[[ THE DATA, beginning ]]

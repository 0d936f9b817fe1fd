//! Error handling for exposed resources.
//!
//! [`Error`] is the request-time error: anything a resource, a store or the
//! transfer layer raises while serving a call. It carries the HTTP status it
//! should be answered with and converts into a JSON response of the form
//! `{"error": "<message>", "trace_id": "<id>"}`.
//!
//! [`ExposeError`] is the registration-time error returned when a resource
//! description cannot be compiled into routes.
//!
//! # Domain Errors
//!
//! For type-safe domain errors, implement the [`IntoApiError`] trait:
//!
//! ```rust
//! use restlink::error::{Error, IntoApiError};
//!
//! enum CanalError {
//!     Drained(u64),
//!     Locked,
//! }
//!
//! impl IntoApiError for CanalError {
//!     fn into_api_error(self) -> Error {
//!         match self {
//!             CanalError::Drained(id) => Error::not_found(format!("canal {} is drained", id)),
//!             CanalError::Locked => Error::forbidden("canal is locked"),
//!         }
//!     }
//! }
//! ```

use serde::Serialize;
use std::fmt;

use crate::response::{BoxBody, IntoResponse};
use bytes::Bytes;
use http_body_util::Full;

/// The JSON structure returned for error responses.
#[derive(Debug, Serialize)]
pub struct ErrorResponse {
    /// Human-readable error message.
    pub error: String,
    /// Optional additional error details.
    #[serde(skip_serializing_if = "Option::is_none")]
    pub details: Option<serde_json::Value>,
    /// Unique identifier for request tracing.
    pub trace_id: String,
}

/// The request-time error type.
///
/// Raising one anywhere below a transfer function cuts the call short; the
/// host answers with `status` and the message.
///
/// # Examples
///
/// ```
/// use restlink::error::Error;
///
/// let err = Error::not_found("canal ID=4 does not exist.");
/// assert_eq!(err.status, 404);
///
/// let err = Error::bad_request("validation failed")
///     .with_details(serde_json::json!({"field": "width"}));
/// assert!(err.details.is_some());
/// ```
#[derive(Debug)]
pub struct Error {
    /// HTTP status code.
    pub status: u16,
    /// Machine-readable error code.
    pub code: String,
    /// Human-readable error message.
    pub message: String,
    /// Optional additional error details.
    pub details: Option<serde_json::Value>,
    /// Optional trace ID for this error.
    pub trace_id: Option<String>,
}

impl Error {
    /// Creates a new error with the given status code, code, and message.
    pub fn new(status: u16, code: impl Into<String>, message: impl Into<String>) -> Self {
        Self {
            status,
            code: code.into(),
            message: message.into(),
            details: None,
            trace_id: None,
        }
    }

    /// Adds additional details to the error.
    pub fn with_details(mut self, details: serde_json::Value) -> Self {
        self.details = Some(details);
        self
    }

    /// Sets the trace ID for this error.
    pub fn with_trace_id(mut self, trace_id: impl Into<String>) -> Self {
        self.trace_id = Some(trace_id.into());
        self
    }

    /// Creates a 400 Bad Request error.
    pub fn bad_request(message: impl Into<String>) -> Self {
        Self::new(400, "BAD_REQUEST", message)
    }

    /// Creates a 400 error for payloads rejected by deserialization or validation.
    pub fn validation(message: impl Into<String>) -> Self {
        Self::new(400, "VALIDATION_ERROR", message)
    }

    /// Creates a 401 Unauthorized error.
    pub fn unauthorized(message: impl Into<String>) -> Self {
        Self::new(401, "UNAUTHORIZED", message)
    }

    /// Creates a 403 Forbidden error.
    pub fn forbidden(message: impl Into<String>) -> Self {
        Self::new(403, "FORBIDDEN", message)
    }

    /// Creates a 404 Not Found error.
    pub fn not_found(message: impl Into<String>) -> Self {
        Self::new(404, "NOT_FOUND", message)
    }

    /// Creates a 500 Internal Server Error.
    pub fn internal(message: impl Into<String>) -> Self {
        Self::new(500, "INTERNAL_ERROR", message)
    }

    /// Creates a 501 Not Implemented error.
    pub fn not_implemented(message: impl Into<String>) -> Self {
        Self::new(501, "NOT_IMPLEMENTED", message)
    }

    /// Converts this error to an ErrorResponse with the given trace ID.
    pub fn to_response(&self, trace_id: String) -> ErrorResponse {
        ErrorResponse {
            error: self.message.clone(),
            details: self.details.clone(),
            trace_id,
        }
    }
}

impl fmt::Display for Error {
    fn fmt(&self, f: &mut fmt::Formatter<'_>) -> fmt::Result {
        write!(f, "{}: {}", self.code, self.message)
    }
}

impl std::error::Error for Error {}

/// Trait for converting domain errors into API errors.
///
/// Implement this trait on your domain error types to enable automatic
/// conversion to [`Error`], so `?` works inside resource hooks.
pub trait IntoApiError {
    /// Converts this error into an API error.
    fn into_api_error(self) -> Error;
}

impl<T: IntoApiError> From<T> for Error {
    fn from(err: T) -> Self {
        err.into_api_error()
    }
}

impl IntoResponse for Error {
    fn into_response(self) -> http::Response<BoxBody> {
        // Use existing trace_id or generate new one as fallback
        let trace_id = self
            .trace_id
            .clone()
            .unwrap_or_else(|| uuid::Uuid::new_v4().to_string());
        let response = self.to_response(trace_id);
        let body = serde_json::to_vec(&response).unwrap_or_default();

        let status = http::StatusCode::from_u16(self.status)
            .unwrap_or(http::StatusCode::INTERNAL_SERVER_ERROR);

        let mut res = http::Response::new(Full::new(Bytes::from(body)));
        *res.status_mut() = status;
        res.headers_mut().insert(
            http::header::CONTENT_TYPE,
            http::HeaderValue::from_static("application/json"),
        );
        res
    }
}

/// A type alias for `Result<T, Error>`.
pub type Result<T> = std::result::Result<T, Error>;

/// Errors raised while compiling a resource into routes and documentation.
#[derive(Debug, Clone, PartialEq)]
pub enum ExposeError {
    /// The resource declared an empty rest path.
    MissingPath,
    /// The resource name collides with a route the exposer reserves.
    ReservedName(String),
    /// An allowed method has no entry in the resource's method map.
    InvalidMethod {
        resource: String,
        method: String,
        valid: Vec<String>,
    },
    /// A verb and route shape combination has no argument convention.
    UnsupportedRoute {
        resource: String,
        method: String,
        shape: &'static str,
    },
    /// The action mapped to a route consumes different arguments than the
    /// route provides.
    ActionMismatch {
        resource: String,
        method: String,
        shape: &'static str,
        action: &'static str,
    },
    /// A resource of the same name is already registered under the API.
    DuplicateResource { name: String, api: String },
}

impl fmt::Display for ExposeError {
    fn fmt(&self, f: &mut fmt::Formatter<'_>) -> fmt::Result {
        match self {
            ExposeError::MissingPath => write!(f, "Resource has not defined a rest path"),
            ExposeError::ReservedName(name) => {
                write!(f, "Resource name '{}' is reserved by the exposer", name)
            }
            ExposeError::InvalidMethod {
                resource,
                method,
                valid,
            } => write!(
                f,
                "Invalid method {} on {}. Must be one of '{}'.",
                method,
                resource,
                valid.join(", ")
            ),
            ExposeError::UnsupportedRoute {
                resource,
                method,
                shape,
            } => write!(
                f,
                "{} can not expose {} on {} routes",
                resource, method, shape
            ),
            ExposeError::ActionMismatch {
                resource,
                method,
                shape,
                action,
            } => write!(
                f,
                "{} maps {} on {} routes to '{}', which takes different arguments",
                resource, method, shape, action
            ),
            ExposeError::DuplicateResource { name, api } => {
                write!(f, "Resource of name '{}' already registered to {}.", name, api)
            }
        }
    }
}

impl std::error::Error for ExposeError {}

/// A type alias for `Result<T, ExposeError>`.
pub type ExposeResult<T> = std::result::Result<T, ExposeError>;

[[ THE DATA, end ]]

▶ PROBLEM REQUIREMENTS
Say how many lines of the entries above hold the string "InvalidMethod", and say nothing besides the number.

▶ REPLY TO THE TASK
2